Ария замолчал, а потом неожиданно добавил:
– Это был, пожалуй, единственный случай, когда я слукавил с прокурорскими

*   *   *
Актриса «Мосфильма» и театра Вахтангова Валентина Малявина и актер того же театра Стас Жданько несколько лет жили, как сказали бы сегодня, в гражданском браке. Занимали одну комнату в многолюдной коммуналке. Жили дружно, но случались и размолвки, конфликты, хотя до разрыва отношений дело не доходило. Весной 1978 года общественность Москвы была возбуждена сообщением об убийстве (или самоубийстве) Стаса Жданько. Вечером 13 апреля Стас у себя дома изрядно выпил с приятелем. Последний ушел, а актер решил продолжить выпивку в ресторане, благо он был рядом.

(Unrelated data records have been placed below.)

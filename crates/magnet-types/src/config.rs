// ─────────────────────────────────────────────────────────────────────
// SCPN Magnetics — Config
// © 1998–2026 Miroslav Šotek. All rights reserved.
// Contact: www.anulum.li | protoscience@anulum.li
// ORCID: https://orcid.org/0009-0009-3560-0851
// License: GNU AGPL v3 | Commercial licensing available
// ─────────────────────────────────────────────────────────────────────
use serde::{Deserialize, Serialize};
use std::path::Path;

use crate::error::MagnetResult;

/// Macroscopic solenoid description as it appears in JSON config files.
///
/// Geometry validation happens when the solenoid model is built from
/// this config, not at deserialization time, so a config file can be
/// loaded, inspected, and reported on even when its geometry is bad.
#[derive(Debug, Clone, Serialize, Deserialize)]
pub struct SolenoidConfig {
    #[serde(default = "default_name")]
    pub name: String,
    /// Winding current [A].
    #[serde(default = "default_current")]
    pub current: f64,
    /// Axial length [m].
    #[serde(default = "default_length")]
    pub length: f64,
    /// Turns per meter [1/m].
    #[serde(default = "default_turn_density")]
    pub turn_density: f64,
    /// Center of the winding, (x0, y0, z0) [m].
    #[serde(default)]
    pub center: [f64; 3],
    /// Winding radius [m].
    #[serde(default = "default_radius")]
    pub radius: f64,
}

fn default_name() -> String {
    "solenoid".to_string()
}
fn default_current() -> f64 {
    400.0
}
fn default_length() -> f64 {
    1.0
}
fn default_turn_density() -> f64 {
    2000.0
}
fn default_radius() -> f64 {
    0.5
}

impl Default for SolenoidConfig {
    fn default() -> Self {
        SolenoidConfig {
            name: default_name(),
            current: default_current(),
            length: default_length(),
            turn_density: default_turn_density(),
            center: [0.0; 3],
            radius: default_radius(),
        }
    }
}

impl SolenoidConfig {
    /// Load a config from a JSON file.
    pub fn from_path<P: AsRef<Path>>(path: P) -> MagnetResult<Self> {
        let text = std::fs::read_to_string(path)?;
        let config: SolenoidConfig = serde_json::from_str(&text)?;
        Ok(config)
    }
}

Валентина воспротивилась, но Стас продолжал одеваться. Тогда она схватила бутылку сухого вина «Гурджа-ани», открыла ее и на глазах Стаса выпила более стакана. Вышла на кухню. Через несколько минут вернулась, и соседи услышали ее крик. Вбежали в комнату и увидели сползающего с кресла на пол окровавленного Жданько и Валентину, пытавшуюся зажать руками рану на его груди.

На фото: Валентина Малявина (РИА «НОВОСТИ»)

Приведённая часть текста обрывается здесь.